■ **Task directions**
When you reach the line containing "pub type FrameSender = SyncSender<RawFrame>;" in the entries below, start writing out each line exactly, and stop after the line containing "pub trait Transport: Send".

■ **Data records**
***

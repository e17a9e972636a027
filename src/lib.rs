// SPDX-License-Identifier: GPL-3.0-only

//! tofcam - SDK for TF-series Time-of-Flight depth cameras
//!
//! This library provides device discovery, connection, streaming control,
//! frame retrieval and on-device filter configuration for TF-series ToF
//! modules, plus a simulated device for development without hardware.
//!
//! # Architecture
//!
//! The crate is organized into several modules:
//!
//! - [`session`]: The device session facade, one instance per camera
//! - [`transport`]: Swappable device layer (V4L2 hardware, simulator)
//! - [`wire`]: Fixed-layout structures and enums shared with the device
//! - [`geometry`]: Lens calibration records and depth unprojection
//! - [`pointcloud`]: Point-cloud derivation and LAS export
//! - [`config`]: Filter settings record and persisted session defaults
//! - [`logging`]: Console and file logging control
//!
//! # Example
//!
//! ```no_run
//! use tofcam::{DeviceSession, transport};
//!
//! let mut session = DeviceSession::new();
//! let devices = transport::discover(false);
//! if let Some(path) = devices.first() {
//!     session.connect(path)?;
//!     session.start()?;
//!     let info = session.device_info()?;
//!     let pixels = info.width as usize * info.height as usize;
//!     let mut depth = vec![0u16; pixels];
//!     let mut ir = vec![0u16; pixels];
//!     let frame = session.read_depth_ir_frame(&mut depth, &mut ir)?;
//!     println!("frame {} at {} C", frame.frame_id, frame.sensor_temp);
//!     session.stop()?;
//! }
//! # Ok::<(), tofcam::DeviceError>(())
//! ```

pub mod config;
pub mod constants;
pub mod errors;
pub mod geometry;
pub mod logging;
pub mod pointcloud;
pub mod session;
pub mod transport;
pub mod wire;

// Re-export commonly used types
pub use config::{FilterSettings, SessionConfig};
pub use errors::{DeviceError, DeviceResult};
pub use geometry::{CalibrationData, LensCalibration};
pub use logging::set_log_status;
pub use session::DeviceSession;
pub use wire::{
    CloudPoint, DataFormat, DepthMode, DeviceInfo, DevicePath, DistortionParam, ExtrinsicParam,
    FrameInfo, FrameRate, FrameType, IntrinsicParam, IrMode, OperationMode, StatusCode,
};
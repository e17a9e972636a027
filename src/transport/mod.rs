// SPDX-License-Identifier: GPL-3.0-only

//! Device transport abstraction
//!
//! The session never talks to hardware directly; it owns a boxed
//! [`Transport`] so the device layer is swappable:
//!
//! ```text
//! ┌──────────────────┐
//! │  DeviceSession   │  ← public SDK facade
//! └────────┬─────────┘
//!          │
//!          ▼
//! ┌──────────────────┐
//! │  Transport trait │  ← identity, registers, raw frame stream
//! └────────┬─────────┘
//!          │
//!     ┌────┴─────┐
//!     ▼          ▼
//! ┌───────┐  ┌───────┐
//! │ v4l2  │  │  sim  │
//! └───────┘  └───────┘
//! ```
//!
//! `v4l2` drives real TF-series modules through the kernel UVC node; `sim`
//! synthesizes frames and registers for tests and hardware-free hosts.

pub mod frame_loop;
pub mod sim;
pub mod v4l2;

use crate::constants::SIM_PATH_PREFIX;
use crate::errors::DeviceResult;
use crate::geometry::CalibrationData;
use crate::wire::{DeviceInfo, DevicePath, RawFrameHeader};
use std::sync::mpsc::{Receiver, SyncSender};

/// Register-style parameter identifiers understood by every transport
///
/// Enable flags and coefficients are distinct registers; disabling a
/// filter leaves its last coefficient in place.
#[derive(Debug, Clone, Copy, PartialEq, Eq, Hash)]
pub enum ParamId {
    DepthOffset,
    AmplitudeThreshold,
    ScatteringThreshold,
    GuidedFilterEnable,
    GuidedFilterEpsilon,
    MedianFilterEnable,
    FlyingPixelEnable,
    FlyingPixelThreshold,
    TnrEnable,
    /// Blend ratio in thousandths (0..=1000)
    TnrRatio,
    AutoExposure,
    OperationMode,
    Illumination,
    MotionBlurThreshold,
    DepthMode,
    IrMode,
    FrameRate,
}

/// One frame as delivered by a transport capture stream
#[derive(Debug, Clone)]
pub struct RawFrame {
    pub header: RawFrameHeader,
    /// Depth plane then IR plane, little-endian u16 samples
    pub payload: Vec<u8>,
}

/// Sending side of the capture channel, held by the transport
pub type FrameSender = SyncSender<RawFrame>;

/// Receiving side of the capture channel, drained by the session
pub type FrameReceiver = Receiver<RawFrame>;

/// Owned handle to one physical or simulated device
///
/// Implementations hold the open device node and the capture thread.
/// `Transport` is object safe; sessions store a `Box<dyn Transport>`.
pub trait Transport: Send {
    /// Static identity record read from the device
    fn device_info(&self) -> DeviceResult<DeviceInfo>;

    /// Factory calibration block
    fn calibration(&self) -> DeviceResult<CalibrationData>;

    /// Measurable depth range as (min mm, max mm)
    fn depth_range(&self) -> DeviceResult<(u16, u16)>;

    /// Read one parameter register
    fn read_param(&mut self, id: ParamId) -> DeviceResult<i32>;

    /// Write one parameter register
    fn write_param(&mut self, id: ParamId, value: i32) -> DeviceResult<()>;

    /// Start the capture stream, delivering raw frames into `sink`
    ///
    /// Frames that do not fit the channel are dropped by the capture
    /// thread; the newest frame always wins.
    fn start_stream(&mut self, sink: FrameSender) -> DeviceResult<()>;

    /// Stop the capture stream and join the capture thread. Idempotent.
    fn stop_stream(&mut self);
}

/// Enumerate attached TF-series devices
///
/// Returns an empty vec when nothing is attached. With
/// `include_simulated`, a simulated device is appended after the real
/// ones so hardware keeps the low indices.
pub fn discover(include_simulated: bool) -> Vec<DevicePath> {
    let mut devices = v4l2::enumerate();
    if include_simulated {
        devices.extend(sim::enumerate(devices.len() as u8));
    }
    devices
}

/// Open the transport matching a discovered device path
pub fn open(path: &DevicePath) -> DeviceResult<Box<dyn Transport>> {
    if path.path().starts_with(SIM_PATH_PREFIX) {
        Ok(Box::new(sim::SimTransport::open(path)?))
    } else {
        Ok(Box::new(v4l2::V4l2Transport::open(path)?))
    }
}

#[cfg(test)]
mod tests {
    use super::*;
    use crate::wire::DataFormat;

    #[test]
    fn test_discover_simulated_appends_entry() {
        let with_sim = discover(true);
        let without = discover(false);
        assert_eq!(with_sim.len(), without.len() + 1);
        let sim = with_sim.last().unwrap();
        assert!(sim.path().starts_with(SIM_PATH_PREFIX));
    }

    #[test]
    fn test_open_unknown_path_is_not_found() {
        let path = DevicePath::new(0, "TF-M100", "/dev/null", DataFormat::Xyzi);
        assert!(open(&path).is_err());
    }
}
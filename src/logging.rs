// SPDX-License-Identifier: GPL-3.0-only

//! Console and file logging control
//!
//! Logging defaults to off; applications opt in with [`set_log_status`].
//! Set RUST_LOG to control the log level, e.g. RUST_LOG=tofcam=debug.

use std::fs::File;
use std::path::PathBuf;
use std::sync::Arc;
use tracing_subscriber::layer::SubscriberExt;
use tracing_subscriber::util::SubscriberInitExt;
use tracing_subscriber::{EnvFilter, fmt};

/// Enable or disable console printing and log file writing
///
/// Installs the global tracing subscriber on first call; later calls are
/// no-ops because the global subscriber cannot be replaced. Log files are
/// written under the user data directory as tofcam_YYYYMMDD_HHMMSS.log.
pub fn set_log_status(console: bool, log_file: bool) {
    let filter = EnvFilter::try_from_default_env().unwrap_or_else(|_| EnvFilter::new("info"));

    let console_layer = console.then(|| {
        fmt::layer()
            .with_target(true)
            .with_writer(std::io::stderr)
    });

    let file_layer = log_file.then(open_log_file).flatten().map(|file| {
        fmt::layer()
            .with_target(true)
            .with_ansi(false)
            .with_writer(Arc::new(file))
    });

    let _ = tracing_subscriber::registry()
        .with(filter)
        .with(console_layer)
        .with(file_layer)
        .try_init();
}

/// Create the timestamped log file, returning None if the directory or
/// file cannot be created (logging must never take the session down)
fn open_log_file() -> Option<File> {
    let dir = log_dir()?;
    if let Err(e) = std::fs::create_dir_all(&dir) {
        eprintln!("tofcam: cannot create log directory {}: {}", dir.display(), e);
        return None;
    }
    let stamp = chrono::Local::now().format("%Y%m%d_%H%M%S");
    let path = dir.join(format!("tofcam_{}.log", stamp));
    match File::create(&path) {
        Ok(file) => Some(file),
        Err(e) => {
            eprintln!("tofcam: cannot create log file {}: {}", path.display(), e);
            None
        }
    }
}

/// Log directory under the platform data dir
pub fn log_dir() -> Option<PathBuf> {
    dirs::data_local_dir().map(|d| d.join("tofcam").join("logs"))
}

***

■ **Response to this task**
pub type FrameSender = SyncSender<RawFrame>;

/// Receiving side of the capture channel, drained by the session
pub type FrameReceiver = Receiver<RawFrame>;

/// Owned handle to one physical or simulated device
///
/// Implementations hold the open device node and the capture thread.
/// `Transport` is object safe; sessions store a `Box<dyn Transport>`.
pub trait Transport: Send {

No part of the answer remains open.